What Part Bagpipes Play in a Ceremony
People often ask at what point in a ceremony the pipes should be played. There is no set rule. For the most part, it's up to the client and the minister or official. Often, people just want bagpipes outside before or after a ceremony. Other times, bagpipes are the only instrument providing music for an entire ceremony. Bagpipes are a good fit for any procession. Pipes are an easy fit for a dignified graveside funeral. It can be a dramatic surprise to have bagpipes come in at the very end of a wedding to lead the happy couple down the aisle. So it really depends on the occasion. If the ceremony is to be held in a church, do check with the minister first. It's not common, but sometimes a pastor or a priest raises some objection.
Bagpipes are Loud
Some people realize this already, but a surprising number of people don't. The Highland bagpipe is pretty loud, developed as an open-air instrument for both shepherds and soldiers. That doesn't mean they must be played out of doors. Churches and other large spaces are fine. Also, the bigger the crowd, the less overbearing the sound of bagpipes. But think about the space before you ask a piper to perform at a home gathering. Also, frankly, less is more. People often cheer when a piper starts up, but most audiences don't need more than fifteen or twenty minutes to be entertained before they're ready for something else. Bagpipes usually are not well suited to background music.

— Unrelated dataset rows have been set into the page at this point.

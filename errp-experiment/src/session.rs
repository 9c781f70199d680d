use thiserror::Error;
use tracing::{debug, info, warn};

use rand::Rng;

use errp_core::{Key, PositionMap, SceneElement, Surface, SurfaceError, TrialRecord, TrialType};
use errp_timing::Clock;

use crate::config::Config;
use crate::output::RecordSink;
use crate::sequence::generate_sequence;
use crate::trial::{check_abort, hold, run_trial};

const COMPLETION_HOLD_S: f64 = 3.0;

#[derive(Debug, Error)]
pub enum SessionError {
    /// Operator-issued abort: a controlled early termination. Progress so
    /// far is still flushed before the session returns.
    #[error("session aborted by operator")]
    Aborted,
    #[error(transparent)]
    Surface(#[from] SurfaceError),
    #[error("failed to write session data: {0}")]
    Sink(#[from] std::io::Error),
}

/// Subject and session identity, fixed before the first trial.
#[derive(Debug, Clone)]
pub struct SessionInfo {
    pub subject_id: String,
    pub session_num: u32,
    pub experimenter: String,
    /// `YYYY-MM-DD`.
    pub session_date: String,
    /// `HH:MM:SS`.
    pub session_time: String,
    pub preset_key: String,
}

impl SessionInfo {
    #[cfg(test)]
    pub(crate) fn test_info(preset_key: &str) -> Self {
        Self {
            subject_id: "S01".into(),
            session_num: 1,
            experimenter: "tester".into(),
            session_date: "2026-01-01".into(),
            session_time: "12:00:00".into(),
            preset_key: preset_key.into(),
        }
    }
}

/// Owns the resolved configuration, the session metadata, the ordered trial
/// record list and the session clock. Runs practice plus experimental blocks
/// and flushes the record list to the persistence sink exactly once, on
/// every exit path.
pub struct Session<C: Clock, R: Rng> {
    config: Config,
    positions: PositionMap,
    info: SessionInfo,
    records: Vec<TrialRecord>,
    clock: C,
    rng: R,
}

impl<C: Clock, R: Rng> Session<C, R> {
    pub fn new(config: Config, info: SessionInfo, clock: C, rng: R) -> Self {
        let positions = PositionMap::new(config.n_positions, config.window_size.0);
        Self {
            config,
            positions,
            info,
            records: Vec::new(),
            clock,
            rng,
        }
    }

    pub fn config(&self) -> &Config {
        &self.config
    }

    pub fn records(&self) -> &[TrialRecord] {
        &self.records
    }

    /// Runs the full session. Whatever happens inside the loops, the sink is
    /// flushed exactly once before this returns; on abort or surface failure
    /// the flush is best-effort and the original error is reported.
    pub fn run<S, K>(&mut self, surface: &mut S, sink: &mut K) -> Result<(), SessionError>
    where
        S: Surface + ?Sized,
        K: RecordSink + ?Sized,
    {
        let outcome = self.run_inner(surface);
        let flushed = sink.flush(&self.info, &self.records);

        match outcome {
            Ok(()) => {
                flushed?;
                info!(records = self.records.len(), "session complete");
                Ok(())
            }
            Err(err) => {
                match &flushed {
                    Ok(()) => info!(
                        records = self.records.len(),
                        "session ended early, partial data flushed"
                    ),
                    Err(io) => warn!(error = %io, "flush after early termination failed"),
                }
                Err(err)
            }
        }
    }

    fn run_inner<S: Surface + ?Sized>(&mut self, surface: &mut S) -> Result<(), SessionError> {
        for text in self.main_instructions() {
            self.show_screen(surface, &text)?;
        }

        self.run_practice(surface)?;

        for block_num in 1..=self.config.n_blocks {
            check_abort(surface)?;
            let sequence = self.generate_block_sequence(self.config.n_trials_per_block);

            self.show_screen(
                surface,
                &format!(
                    "Block {} of {}\n\nPress SPACE to begin",
                    block_num, self.config.n_blocks
                ),
            )?;

            info!(block = block_num, trials = sequence.len(), "block start");
            self.run_block(surface, block_num, &sequence)?;

            if block_num < self.config.n_blocks {
                self.show_screen(
                    surface,
                    &format!(
                        "Break Time!\n\nCompleted: {} / {} blocks\n\n\
                         Take a {:.0} second break.\nRelax and rest your eyes.\n\n\
                         Press SPACE when ready to continue",
                        block_num, self.config.n_blocks, self.config.break_duration
                    ),
                )?;
            }
        }

        hold(
            surface,
            &self.clock,
            &[SceneElement::Text {
                content: "Experiment Complete!\n\nThank you for participating.\n\n\
                          Please inform the experimenter."
                    .to_string(),
            }],
            COMPLETION_HOLD_S,
        )
    }

    fn run_practice<S: Surface + ?Sized>(&mut self, surface: &mut S) -> Result<(), SessionError> {
        self.show_screen(
            surface,
            "Practice Block\n\nYou will now complete a short practice block.\n\n\
             Remember:\n\
             - Watch the cursor move toward the green target\n\
             - The cursor may sometimes move in the WRONG direction\n\
             - Simply observe - you do not control anything\n\n\
             Press SPACE to begin practice",
        )?;

        let sequence = self.generate_block_sequence(self.config.n_practice_trials);
        info!(trials = sequence.len(), "practice start");
        self.run_block(surface, 0, &sequence)?;

        self.show_screen(
            surface,
            "Practice Complete!\n\nYou are now ready for the main experiment.\n\n\
             Press SPACE to begin",
        )
    }

    /// Runs one block's trials. Only this orchestrator appends to the record
    /// list, and records land in execution order.
    fn run_block<S: Surface + ?Sized>(
        &mut self,
        surface: &mut S,
        block_num: usize,
        sequence: &[TrialType],
    ) -> Result<(), SessionError> {
        for (i, &trial_type) in sequence.iter().enumerate() {
            check_abort(surface)?;
            let trial_num = i + 1;
            let record = run_trial(
                &self.config,
                &self.positions,
                &self.info,
                block_num,
                trial_num,
                trial_type,
                surface,
                &self.clock,
                &mut self.rng,
            )?;
            debug!(
                block = block_num,
                trial = trial_num,
                trial_type = trial_type.as_str(),
                start = record.times.trial_start,
                "trial complete"
            );
            self.records.push(record);
        }
        Ok(())
    }

    fn generate_block_sequence(&mut self, n_trials: usize) -> Vec<TrialType> {
        let (sequence, satisfied) = generate_sequence(
            n_trials,
            self.config.error_rate,
            self.config.max_consecutive_errors,
            self.config.max_consecutive_correct,
            &mut self.rng,
        );
        if !satisfied {
            warn!(
                n_trials,
                "no constraint-satisfying trial sequence found within the attempt budget; \
                 proceeding with the best available shuffle"
            );
        }
        sequence
    }

    fn show_screen<S: Surface + ?Sized>(
        &mut self,
        surface: &mut S,
        text: &str,
    ) -> Result<(), SessionError> {
        surface.draw_frame(&[SceneElement::Text {
            content: text.to_string(),
        }])?;
        surface.flip()?;
        match surface.wait_for_key(&[Key::Space])? {
            Key::Escape => Err(SessionError::Aborted),
            _ => Ok(()),
        }
    }

    fn main_instructions(&self) -> Vec<String> {
        vec![
            "Welcome to the Observation ErrP Experiment\n\n\
             In this task, you will observe a cursor moving on the screen.\n\n\
             Your goal is to watch the cursor and determine whether it moves\n\
             CORRECTLY toward the green target or INCORRECTLY (wrong direction).\n\n\
             You do NOT control the cursor. Simply observe and pay attention.\n\n\
             Press SPACE to continue"
                .to_string(),
            "Instructions:\n\n\
             - Each trial begins with a fixation cross (+)\n\
             - A green target will appear\n\
             - The white cursor will move toward the target\n\
             - Sometimes the cursor will move in the WRONG direction\n\
             - This is intentional and happens automatically\n\n\
             Press SPACE to continue"
                .to_string(),
            format!(
                "Your Task:\n\n\
                 Simply OBSERVE the cursor movements.\n\
                 Pay attention to when errors occur.\n\n\
                 The experiment will take approximately {} minutes.\n\
                 Total trials: {} ({} blocks)\n\
                 There will be short breaks between blocks.\n\n\
                 Press SPACE when ready to start",
                self.config.estimated_duration_minutes as u64,
                self.config.total_trials,
                self.config.n_blocks
            ),
        ]
    }
}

If you are planning an outdoor event, whether a graveside memorial, or a parade, or a golf outing, or a picnic, be mindful of the affect weather can have on bagpipes. Bagpipes are a fairly complicated woodwind instrument with several reeds. If it's actually raining, pipes will get waterlogged. If it's cold, temperature changes and condensation will play havoc on the reeds. If it's freezing, they simply won't work. Even if it's only moderately chilly, the sound of the pipes won't be as good as in warmer weather.
"Typical" costs vary widely with what's being asked of a piper, and by region. All the considerations for hiring any professional musician apply. Realize that you may be paying for a mere ten minute performance, but you are also paying for the piper's overall time committment on the day, including travel. Usually, pipers are expected to wear a more or less complicated kilt outfit. The outfit, as well as the instrument itself, are expensive. And of course, you pay for professional expertise in an unusual skill. You can usually negotiate, of course. You may be able to shop around. (Or perhaps not.) Experience varies widely. If a piper comes by way of a recommendation, consider the value of that, too.
How to Find a Piper
In the Internet age, searches are pretty easy. There are several services that list pipers for hire. (Bagpiper.com, for instance.) One of the best ways to find a good piper is to search for your local pipe band. If you can find a pipe band web page, the band contact should be a good source to help you find a qualified performer in your area. If that contact doesn't know off hand, they can usually tap into a network of other contacts to give you some direction.